(Beginning of EXTRACTED INFORMATION)

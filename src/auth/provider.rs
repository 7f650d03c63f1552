/// Email/password identity provider
///
/// Accounts and issued sessions live in SQLite. Session tokens are handed to
/// the client once and stored only as SHA-256 hashes.
///
/// The provider also publishes a process-wide auth state: the user of the most
/// recently issued live session, or `None` when nobody is signed in.
///
/// Sessions expire `session_ttl` after they were issued. Expired sessions no
/// longer resolve and are purged on the next sign-in.

use crate::auth::{
    password::{generate_session_token, hash_password, hash_session_token, verify_password},
    types::{AuthError, Session, User},
};
use anyhow::Result;
use sqlx::{sqlite::SqlitePool, Row};
use tokio::sync::watch;

/// Session lifetime when none is configured
pub const DEFAULT_SESSION_TTL_DAYS: i64 = 30;

#[derive(Debug, Clone)]
pub struct IdentityProvider {
    pool: SqlitePool,
    state: watch::Sender<Option<User>>,
    session_ttl: chrono::Duration,
}

impl IdentityProvider {
    /// Create the provider with the default session lifetime
    pub async fn connect(pool: SqlitePool) -> Result<Self> {
        Self::connect_with_ttl(pool, chrono::Duration::days(DEFAULT_SESSION_TTL_DAYS)).await
    }

    /// Create the provider and restore auth state from sessions that survived a restart
    pub async fn connect_with_ttl(pool: SqlitePool, session_ttl: chrono::Duration) -> Result<Self> {
        let (state, _) = watch::channel(None);
        let provider = Self { pool, state, session_ttl };
        provider.publish_state().await?;
        Ok(provider)
    }

    /// Oldest `created_at` (epoch ms) a live session may have
    fn session_cutoff(&self) -> i64 {
        (chrono::Utc::now() - self.session_ttl).timestamp_millis()
    }

    /// Create the account or reset its password
    ///
    /// Used at startup to provision the admin account from configuration.
    pub async fn ensure_user(&self, email: &str, password: &str) -> Result<User> {
        let password_hash = hash_password(password)?;
        let uid = uuid::Uuid::new_v4().to_string();

        sqlx::query(
            r#"
            INSERT INTO users (uid, email, password_hash, created_at)
            VALUES (?, ?, ?, ?)
            ON CONFLICT(email) DO UPDATE SET
                password_hash = excluded.password_hash
            "#,
        )
        .bind(&uid)
        .bind(email)
        .bind(&password_hash)
        .bind(chrono::Utc::now().timestamp_millis())
        .execute(&self.pool)
        .await?;

        let row = sqlx::query("SELECT uid, email FROM users WHERE email = ?")
            .bind(email)
            .fetch_one(&self.pool)
            .await?;

        let user = User {
            uid: row.get("uid"),
            email: row.get("email"),
        };
        tracing::info!("👤 Account ready: {}", user.email);
        Ok(user)
    }

    /// Exchange email and password for a session
    ///
    /// Failures are logged and returned; bad credentials are `AuthError::InvalidCredentials`.
    pub async fn login(&self, email: &str, password: &str) -> Result<Session> {
        match self.sign_in(email, password).await {
            Ok(session) => {
                tracing::info!("🔑 Signed in: {}", session.user.email);
                Ok(session)
            }
            Err(e) => {
                tracing::error!("❌ Sign-in failed for {}: {}", email, e);
                Err(e)
            }
        }
    }

    async fn sign_in(&self, email: &str, password: &str) -> Result<Session> {
        let row = sqlx::query("SELECT uid, email, password_hash FROM users WHERE email = ?")
            .bind(email)
            .fetch_optional(&self.pool)
            .await?;

        let Some(row) = row else {
            return Err(AuthError::InvalidCredentials.into());
        };
        let password_hash: String = row.get("password_hash");
        if !verify_password(password, &password_hash) {
            return Err(AuthError::InvalidCredentials.into());
        }

        let user = User {
            uid: row.get("uid"),
            email: row.get("email"),
        };
        let token = generate_session_token();

        let purged = sqlx::query("DELETE FROM sessions WHERE created_at < ?")
            .bind(self.session_cutoff())
            .execute(&self.pool)
            .await?
            .rows_affected();
        if purged > 0 {
            tracing::debug!("🧹 Purged {} expired sessions", purged);
        }

        sqlx::query("INSERT INTO sessions (token_hash, uid, created_at) VALUES (?, ?, ?)")
            .bind(hash_session_token(&token))
            .bind(&user.uid)
            .bind(chrono::Utc::now().timestamp_millis())
            .execute(&self.pool)
            .await?;

        self.state.send_replace(Some(user.clone()));
        Ok(Session { token, user })
    }

    /// End the session behind `token`
    ///
    /// Failures are logged and swallowed.
    pub async fn logout(&self, token: &str) {
        if let Err(e) = self.sign_out(token).await {
            tracing::error!("❌ Sign-out failed: {}", e);
        }
    }

    async fn sign_out(&self, token: &str) -> Result<()> {
        let result = sqlx::query("DELETE FROM sessions WHERE token_hash = ?")
            .bind(hash_session_token(token))
            .execute(&self.pool)
            .await?;

        if result.rows_affected() > 0 {
            tracing::info!("👋 Session ended");
            self.publish_state().await?;
        }
        Ok(())
    }

    /// Resolve a session token to its user
    ///
    /// Unknown and expired tokens resolve to `None`.
    pub async fn session(&self, token: &str) -> Result<Option<User>> {
        let row = sqlx::query(
            r#"
            SELECT users.uid, users.email
            FROM sessions JOIN users ON users.uid = sessions.uid
            WHERE sessions.token_hash = ? AND sessions.created_at >= ?
            "#,
        )
        .bind(hash_session_token(token))
        .bind(self.session_cutoff())
        .fetch_optional(&self.pool)
        .await?;

        Ok(row.map(|row| User {
            uid: row.get("uid"),
            email: row.get("email"),
        }))
    }

    /// Subscribe to auth state changes
    ///
    /// The receiver starts at the current state and sees every later change.
    pub fn on_auth_state_changed(&self) -> watch::Receiver<Option<User>> {
        self.state.subscribe()
    }

    /// Recompute the published state from the newest live session
    async fn publish_state(&self) -> Result<()> {
        let row = sqlx::query(
            r#"
            SELECT users.uid, users.email
            FROM sessions JOIN users ON users.uid = sessions.uid
            WHERE sessions.created_at >= ?
            ORDER BY sessions.created_at DESC
            LIMIT 1
            "#,
        )
        .bind(self.session_cutoff())
        .fetch_optional(&self.pool)
        .await?;

        let user = row.map(|row| User {
            uid: row.get("uid"),
            email: row.get("email"),
        });
        self.state.send_replace(user);
        Ok(())
    }
}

(End of EXTRACTED INFORMATION)

DIRECTIONS FOR THIS TASK:
Locate the word "Failures" in the entries, and copy every line where it is found.

SOLUTION TO THIS EXERCISE:
    /// Failures are logged and returned; bad credentials are `AuthError::InvalidCredentials`.
    /// Failures are logged and swallowed.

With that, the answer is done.